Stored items
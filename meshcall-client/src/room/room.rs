use crate::room::peer_task::{PeerEvent, PeerSpawner};
use crate::room::{
    ErrorKind, Initiative, NegotiationState, PeerCommand, PeerRegistry, PeerSnapshot,
    RoomCommand, RoomEvent, RoomSnapshot,
};
use crate::signaling::InboundFrame;
use crate::transport::{LocalMedia, TrackKind};
use meshcall_core::{PeerId, SignalBody, SignalMessage};
use std::sync::Arc;
use tokio::sync::{mpsc, oneshot};
use tracing::{debug, error, info, warn};

pub(crate) const STATUS_NOT_CONNECTED: &str = "Not connected";

pub(crate) fn connected_status(connected: usize) -> String {
    match connected {
        0 => "Connected (alone)".to_owned(),
        1 => "Connected (1 peer)".to_owned(),
        n => format!("Connected ({} peers)", n),
    }
}

enum Exit {
    Leave(oneshot::Sender<()>),
    HandleDropped,
    ChannelLost(String),
}

/// The room actor. Owns the registry and handles caller commands, inbound
/// frames and peer events one at a time.
pub(crate) struct Room {
    registry: PeerRegistry,
    spawner: PeerSpawner,
    local_media: Arc<dyn LocalMedia>,
    command_rx: mpsc::Receiver<RoomCommand>,
    inbound: mpsc::UnboundedReceiver<InboundFrame>,
    peer_rx: mpsc::UnboundedReceiver<PeerEvent>,
    events: mpsc::UnboundedSender<RoomEvent>,
    status: String,
}

impl Room {
    pub fn new(
        registry: PeerRegistry,
        spawner: PeerSpawner,
        local_media: Arc<dyn LocalMedia>,
        command_rx: mpsc::Receiver<RoomCommand>,
        inbound: mpsc::UnboundedReceiver<InboundFrame>,
        peer_rx: mpsc::UnboundedReceiver<PeerEvent>,
        events: mpsc::UnboundedSender<RoomEvent>,
    ) -> Self {
        Self {
            registry,
            spawner,
            local_media,
            command_rx,
            inbound,
            peer_rx,
            events,
            status: String::new(),
        }
    }

    pub async fn run(mut self) {
        info!(
            "Room {} event loop started for {}",
            self.spawner.room, self.spawner.local_id
        );
        self.broadcast_offers();
        self.update_status();

        let exit = loop {
            tokio::select! {
                cmd = self.command_rx.recv() => {
                    match cmd {
                        Some(RoomCommand::Leave { done }) => break Exit::Leave(done),
                        Some(c) => self.handle_command(c),
                        None => {
                            info!("Room handle dropped. Leaving room.");
                            break Exit::HandleDropped;
                        }
                    }
                }

                frame = self.inbound.recv() => {
                    match frame {
                        Some(InboundFrame::Text(text)) => self.on_inbound_text(&text),
                        Some(InboundFrame::Closed(reason)) => break Exit::ChannelLost(reason),
                        None => break Exit::ChannelLost("signaling channel dropped".to_owned()),
                    }
                }

                Some(evt) = self.peer_rx.recv() => self.on_peer_event(evt),
            }
        };

        self.teardown(exit).await;
        info!("Room {} event loop finished", self.spawner.room);
    }

    fn handle_command(&mut self, cmd: RoomCommand) {
        let media = &self.registry.self_entry().media;
        match cmd {
            RoomCommand::SetMuted { muted } => {
                info!("Local audio {}", if muted { "muted" } else { "unmuted" });
                self.local_media.set_muted(media, TrackKind::Audio, muted);
            }
            RoomCommand::SetVideoEnabled { enabled } => {
                info!("Local video {}", if enabled { "enabled" } else { "disabled" });
                self.local_media.set_muted(media, TrackKind::Video, !enabled);
            }
            RoomCommand::Snapshot { reply } => {
                let _ = reply.send(self.snapshot());
            }
            RoomCommand::Leave { .. } => {}
        }
    }

    fn snapshot(&self) -> RoomSnapshot {
        let mut peers: Vec<PeerSnapshot> = self
            .registry
            .all()
            .map(|p| PeerSnapshot {
                identity: p.identity.clone(),
                display_name: p.display_name.clone(),
                state: p.negotiation,
            })
            .collect();
        peers.sort_by(|a, b| a.identity.cmp(&b.identity));

        RoomSnapshot {
            identity: self.spawner.local_id.clone(),
            room: self.spawner.room.clone(),
            status: self.status.clone(),
            peers,
        }
    }

    fn on_inbound_text(&mut self, text: &str) {
        match SignalMessage::decode(text) {
            Ok(msg) => self.on_inbound_message(msg),
            Err(e) => {
                warn!("Dropping malformed signal: {}", e);
                self.emit(RoomEvent::Error {
                    kind: ErrorKind::MalformedMessage,
                    message: e.to_string(),
                });
            }
        }
    }

    fn on_inbound_message(&mut self, msg: SignalMessage) {
        let local_id = &self.spawner.local_id;
        if msg.from == *local_id {
            return;
        }
        if msg.room != self.spawner.room {
            warn!("Dropping {:?} from {} for room {}", msg.kind(), msg.from, msg.room);
            return;
        }
        if !msg.is_addressed_to(local_id) {
            debug!("Ignoring {:?} from {} addressed to someone else", msg.kind(), msg.from);
            return;
        }

        let SignalMessage { from, body, .. } = msg;
        debug!("Received {:?} from {}", body.kind(), from);

        match body {
            SignalBody::Join { display_name } => {
                info!("Peer {} joined", from);
                let spawner = &self.spawner;
                self.registry
                    .upsert(&from, display_name.as_deref(), |id| spawner.spawn(id));
                self.broadcast_offers();
            }
            SignalBody::Offer { .. } => self.on_offer(from, body),
            SignalBody::Answer { .. } | SignalBody::Candidate { .. } => {
                let Some(state) = self.registry.get(&from) else {
                    warn!("Dropping {:?} from unknown peer {}", body.kind(), from);
                    return;
                };
                if state.link.send(PeerCommand::Signal(body)).is_err() {
                    warn!("Peer task for {} is gone, dropping signal", from);
                }
            }
        }
    }

    /// Routes an offer, creating the peer if it is unknown. If the peer's
    /// task has already ended but its close is not processed yet, the peer is
    /// removed and started again from this offer.
    fn on_offer(&mut self, from: PeerId, body: SignalBody) {
        let body = match self.route_offer(&from, body) {
            Ok(()) => return,
            Err(body) => body,
        };

        info!("Peer task for {} has ended, restarting it for a new offer", from);
        self.remove_peer(&from);
        if self.route_offer(&from, body).is_err() {
            warn!("Peer task for {} is gone, dropping offer", from);
        }
        self.update_status();
    }

    fn route_offer(&mut self, from: &PeerId, body: SignalBody) -> Result<(), SignalBody> {
        let display_name = match &body {
            SignalBody::Offer { display_name, .. } => display_name.clone(),
            _ => None,
        };
        let spawner = &self.spawner;
        let Some((state, created)) =
            self.registry
                .upsert(from, display_name.as_deref(), |id| spawner.spawn(id))
        else {
            return Ok(());
        };
        if created {
            info!("Peer {} announced itself with an offer", from);
        }
        if state.initiative == Initiative::Pending {
            state.initiative = Initiative::Remote;
        }

        match state.link.send(PeerCommand::Signal(body)) {
            Ok(()) => Ok(()),
            Err(PeerCommand::Signal(body)) => Err(body),
            Err(_) => Ok(()),
        }
    }

    /// Starts an offer towards every peer nobody has offered to yet.
    fn broadcast_offers(&mut self) {
        for state in self.registry.all_mut() {
            if state.initiative != Initiative::Pending
                || state.negotiation != NegotiationState::Idle
            {
                continue;
            }
            state.initiative = Initiative::Local;
            info!("Offering to {}", state.identity);
            if state.link.send(PeerCommand::InitiateOffer).is_err() {
                warn!("Peer task for {} is gone, offer not started", state.identity);
            }
        }
    }

    /// Whether `task` is the task currently serving `peer_id`.
    fn is_current(&self, peer_id: &PeerId, task: u64) -> bool {
        let current = self
            .registry
            .get(peer_id)
            .is_some_and(|p| p.link.id() == task);
        if !current {
            debug!("Ignoring report from retired task {} of {}", task, peer_id);
        }
        current
    }

    fn on_peer_event(&mut self, event: PeerEvent) {
        match event {
            PeerEvent::StateChanged {
                peer_id,
                task,
                state,
            } => {
                if !self.is_current(&peer_id, task) {
                    return;
                }
                let Some(peer) = self.registry.get_mut(&peer_id) else {
                    return;
                };
                peer.negotiation = state;
                if state == NegotiationState::Connected {
                    info!("Connected to {}", peer_id);
                }
                if state == NegotiationState::Closed {
                    self.remove_peer(&peer_id);
                }
                self.update_status();
            }

            PeerEvent::RemoteMedia {
                peer_id,
                task,
                media,
            } => {
                if !self.is_current(&peer_id, task) {
                    return;
                }
                let Some(peer) = self.registry.get_mut(&peer_id) else {
                    return;
                };
                if peer.media_announced {
                    return;
                }
                peer.media_announced = true;
                let display_name = peer.label();
                self.emit(RoomEvent::PeerVideoAvailable {
                    peer_id,
                    media,
                    display_name,
                });
            }

            PeerEvent::Failed {
                peer_id,
                task,
                error,
            } => {
                if !self.is_current(&peer_id, task) {
                    return;
                }
                error!("Removing peer {} after failure: {}", peer_id, error);
                self.emit(RoomEvent::Error {
                    kind: ErrorKind::Negotiation,
                    message: format!("{}: {}", peer_id, error),
                });
                self.remove_peer(&peer_id);
                self.update_status();
            }

            PeerEvent::UndeliveredOffer { peer_id, body } => {
                debug!("Replaying offer from {} left behind by a closed task", peer_id);
                self.on_offer(peer_id, body);
            }
        }
    }

    fn remove_peer(&mut self, peer_id: &PeerId) {
        if self.registry.remove(peer_id).is_none() {
            return;
        }
        info!("Peer {} removed", peer_id);
        self.emit(RoomEvent::PeerRemoved(peer_id.clone()));
        self.broadcast_offers();
    }

    fn update_status(&mut self) {
        let status = connected_status(self.registry.connected_count());
        self.set_status(status);
    }

    fn set_status(&mut self, status: String) {
        if status == self.status {
            return;
        }
        info!("Status: {}", status);
        self.status = status.clone();
        self.emit(RoomEvent::StatusChanged(status));
    }

    async fn teardown(&mut self, exit: Exit) {
        if let Exit::ChannelLost(reason) = &exit {
            error!("Signaling channel lost: {}", reason);
            self.emit(RoomEvent::Error {
                kind: ErrorKind::Channel,
                message: reason.clone(),
            });
        }

        let mut peers = self.registry.drain();
        for peer in &peers {
            self.emit(RoomEvent::PeerRemoved(peer.identity.clone()));
        }
        for peer in &mut peers {
            peer.link.join().await;
        }

        let media = Arc::clone(&self.registry.self_entry().media);
        self.local_media.release(&media).await;
        self.spawner.output.close().await;

        match exit {
            Exit::Leave(done) => {
                self.set_status(STATUS_NOT_CONNECTED.to_owned());
                let _ = done.send(());
            }
            Exit::HandleDropped => self.set_status(STATUS_NOT_CONNECTED.to_owned()),
            Exit::ChannelLost(reason) => self.set_status(format!("Disconnected: {}", reason)),
        }
    }

    fn emit(&self, event: RoomEvent) {
        if self.events.send(event).is_err() {
            debug!("No one is listening for room events");
        }
    }
}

BRIEF | The answer must consist of every line from the records above that holds "emit".

TASK RESPONSE |
                self.emit(RoomEvent::Error {
                self.emit(RoomEvent::PeerVideoAvailable {
                self.emit(RoomEvent::Error {
        self.emit(RoomEvent::PeerRemoved(peer_id.clone()));
        self.emit(RoomEvent::StatusChanged(status));
            self.emit(RoomEvent::Error {
            self.emit(RoomEvent::PeerRemoved(peer.identity.clone()));
    fn emit(&self, event: RoomEvent) {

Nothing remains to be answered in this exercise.